De plus, les maires ou, à défaut, les préfets, en vertu de leur pouvoir de police administrative, sont compétents pour imposer les mesures nécessaires au maintien de l'ordre public. Dans ce cadre, le ministère de l'intérieur a élaboré à l'attention des maires plusieurs circulaires relatives à la sécurité des matériels d'attraction.
Cela étant, puisque le Parlement est saisi - bien qu'une partie essentielle du fond relève du pouvoir réglementaire -, nous espérons que le Gouvernement sera en mesure de nous informer clairement sur le contenu des décrets qu'il entend prendre, d'autant que, nous a-t-on annoncé ce matin en commission, ces décrets seraient pratiquement « bouclés ».
Il serait inadmissible que les exigences en matière de sécurité des manèges restent en deçà de celles qui sont prévues dans la convention du 17 août 2007, tout comme il serait vain de fixer le principe d'impartialité et d'indépendance des organismes de contrôle sans que le Gouvernement nous informe de la procédure d'agrément qu'il va arrêter.

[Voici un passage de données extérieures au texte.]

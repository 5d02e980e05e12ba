// ABOUTME: Read-only commands: inspect a configuration, list and map a component's configurations.
// ABOUTME: JSON mode prints the resources as data events.

use std::path::PathBuf;

use super::connection::connect;
use dngcm::config::Config;
use dngcm::error::{Error, Result};
use dngcm::output::Output;
use dngcm::resources::{
    Component, Configuration, component_configurations, fetch_component, fetch_configuration,
};
use dngcm::transport::Transport;
use dngcm::types::{ComponentUri, ConfigurationUri};
use dngcm::worklist::tagged_transfers;

pub async fn inspect(config: Config, uri: ConfigurationUri, output: Output) -> Result<()> {
    let client = connect(&config, &output).await?;
    let configuration = fetch_configuration(&client, &uri)
        .await?
        .ok_or_else(|| Error::NotFound(uri.to_string()))?;

    let component = match &configuration.component {
        Some(component) => fetch_component(&client, component).await?,
        None => None,
    };

    output.data("configuration", &configuration);
    output.line(&format!("{} ({})", configuration.label(), configuration.kind));
    output.line(&format!("  uri:        {}", configuration.uri));
    if let Some(component) = &component {
        output.line(&format!("  component:  {} <{}>", component.label(), component.uri));
    }
    let links = [
        ("created", configuration.created.map(|c| c.to_rfc3339())),
        ("creator", configuration.creator.clone()),
        ("provider", configuration.service_provider.as_ref().map(|u| u.to_string())),
        ("overrides", configuration.overrides.as_ref().map(|u| u.to_string())),
        ("baseline", configuration.previous_baseline.as_ref().map(|u| u.to_string())),
        ("derived", configuration.was_derived_from.as_ref().map(|u| u.to_string())),
    ];
    for (name, value) in links {
        if let Some(value) = value {
            output.line(&format!("  {:<11} {value}", format!("{name}:")));
        }
    }
    if let Some(description) = &configuration.description {
        output.line(&format!("  {description}"));
    }
    Ok(())
}

/// The component and every configuration it owns, of any kind.
async fn component_with_configurations<T: Transport + ?Sized>(
    transport: &T,
    uri: &ComponentUri,
) -> Result<(Component, Vec<Configuration>)> {
    let component = fetch_component(transport, uri)
        .await?
        .ok_or_else(|| Error::NotFound(uri.to_string()))?;
    let configurations = component_configurations(transport, &component).await?;
    Ok((component, configurations))
}

pub async fn list_configurations(config: Config, uri: ComponentUri, output: Output) -> Result<()> {
    let client = connect(&config, &output).await?;
    let (component, configurations) = component_with_configurations(&client, &uri).await?;

    output.data("configurations", &configurations);
    output.progress(&format!(
        "{} configuration(s) in {}",
        configurations.len(),
        component.label()
    ));
    for configuration in &configurations {
        output.line(&format!(
            "{:<9} {:<40} {}",
            configuration.kind.to_string(),
            configuration.label(),
            configuration.uri
        ));
    }
    Ok(())
}

pub struct MapOptions {
    pub components: Vec<ComponentUri>,
    pub source_tag: String,
    pub target_tag: String,
    pub destination: Option<PathBuf>,
}

pub async fn map_configurations(config: Config, options: MapOptions, mut output: Output) -> Result<()> {
    output.start_timer();
    let client = connect(&config, &output).await?;

    let mut configurations = Vec::new();
    for uri in &options.components {
        let (component, mut found) = component_with_configurations(&client, uri).await?;
        output.progress(&format!("  → {}: {} configuration(s)", component.label(), found.len()));
        configurations.append(&mut found);
    }

    let worklist = tagged_transfers(&configurations, &options.source_tag, &options.target_tag)?;
    let yaml = worklist.to_yaml()?;
    match &options.destination {
        Some(path) => {
            std::fs::write(path, &yaml)?;
            output.success(&format!(
                "{} item(s) written to {}",
                worklist.len(),
                path.display()
            ));
        }
        None => {
            output.data("worklist", &worklist.iter().collect::<Vec<_>>());
            output.line(yaml.trim_end());
        }
    }
    Ok(())
}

M. Daniel Raoul. Très bien !
Mme Odette Terrade. J'en viens au contenu de la proposition de loi.
L'article 1er reprend les dispositions de l'article L. 221-1 du code de la consommation en précisant qu'elles s'appliquent aux manèges, machines et installations pour fêtes foraines ou pour parcs d'attraction. En bref, jusqu'à présent, le code de la consommation était applicable à ces installations ; désormais, il ne le sera plus, mais une disposition identique « hors code » posera exactement la même règle pour les matériels précités. Dès lors, on comprend mal l'utilité d'une telle mesure au regard de l'objectif, qui est de garantir une meilleure sécurité.
L'article 2, quant à lui, crée une obligation de contrôle technique initial et périodique des manèges et installations foraines et prévoit que les contrôles techniques seront effectués par des organismes agréés par l'État.

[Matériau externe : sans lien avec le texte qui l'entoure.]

// ABOUTME: Compile-fail test verifying a delivered session cannot be discarded.
// ABOUTME: This test should fail to compile, validating state machine safety.

use dngcm::delivery::{DeliverySession, Delivered};
use dngcm::transport::Transport;

async fn try_discard_delivered<T: Transport>(session: DeliverySession<Delivered>, transport: &T) {
    // ERROR: Delivered does not implement Discardable
    let _ = session.discard(transport).await;
}

fn main() {}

Enfin, l'article 3 dispose : « Un décret en Conseil d'État définit les exigences de sécurité auxquelles doivent satisfaire les manèges, machines et installations visés à l'article 1er, le contenu et les modalités du contrôle technique ainsi que les conditions et les modalités d'agrément des organismes de contrôle technique ».
Si les articles 2 et 3 sont exemplaires dans leur principe, il apparaît qu'ils soulèvent encore de nombreuses questions.
Tout d'abord, quelle qualité et quelles exigences est-on prêt à imposer aux professionnels pour que la sécurité des personnels et des utilisateurs soit assurée ?
À l'échelon européen, le Comité européen de normalisation a publié une norme NF EN 13814 intitulée « Machines et structures pour fêtes foraines et parcs d'attraction - Sécurité ». Or la publication de cette norme a été retardée en France, et ce pour plusieurs raisons. Il semblerait notamment que certains exploitants forains se soient opposés à plusieurs points du texte : l'âge minimum requis pour la conduite des manèges ou la tenue des stands ; la périodicité des contrôles ; l'absence de prise en compte, pour déterminer la nature et la périodicité des contrôles, du type d'équipement considéré, de sa taille, de sa vétusté, des opérations de montage et démontage qu'il subit...
Nos collègues socialistes ont déposé un amendement tendant à ce que les manèges, machines et installations concernés soient conformes à la norme NF EN 13814. Ils pointent là, et à juste titre, la question de la teneur des contrôles.
M. Daniel Raoul. Très bien !
Mme Odette Terrade. Cependant, le respect de la norme précitée nous paraît constituer un faible garde-fou, même s'il est vrai que cela permettrait de rendre ces dispositions applicables aux divertissements construits avant la publication de la norme, ce qui n'est pas le cas aujourd'hui.
Il semblerait que le texte européen ait évolué vers une harmonisation par le bas. Selon l'ANEC, l'Association européenne pour la coordination de la représentation des consommateurs dans la normalisation, la norme européenne « offre moins de sécurité aux consommateurs, notamment en baissant la fréquence des inspections de sécurité, qui passent d'une fois par an à une fois tous les cinq ans. Au fil des années, l'orientation globale du projet de norme a changé. Alors qu'il était question, à l'origine, de renforcer la sécurité, on se retrouve aujourd'hui avec une norme qui se contente de fixer le niveau de sécurité le plus bas au sein de l'UE ».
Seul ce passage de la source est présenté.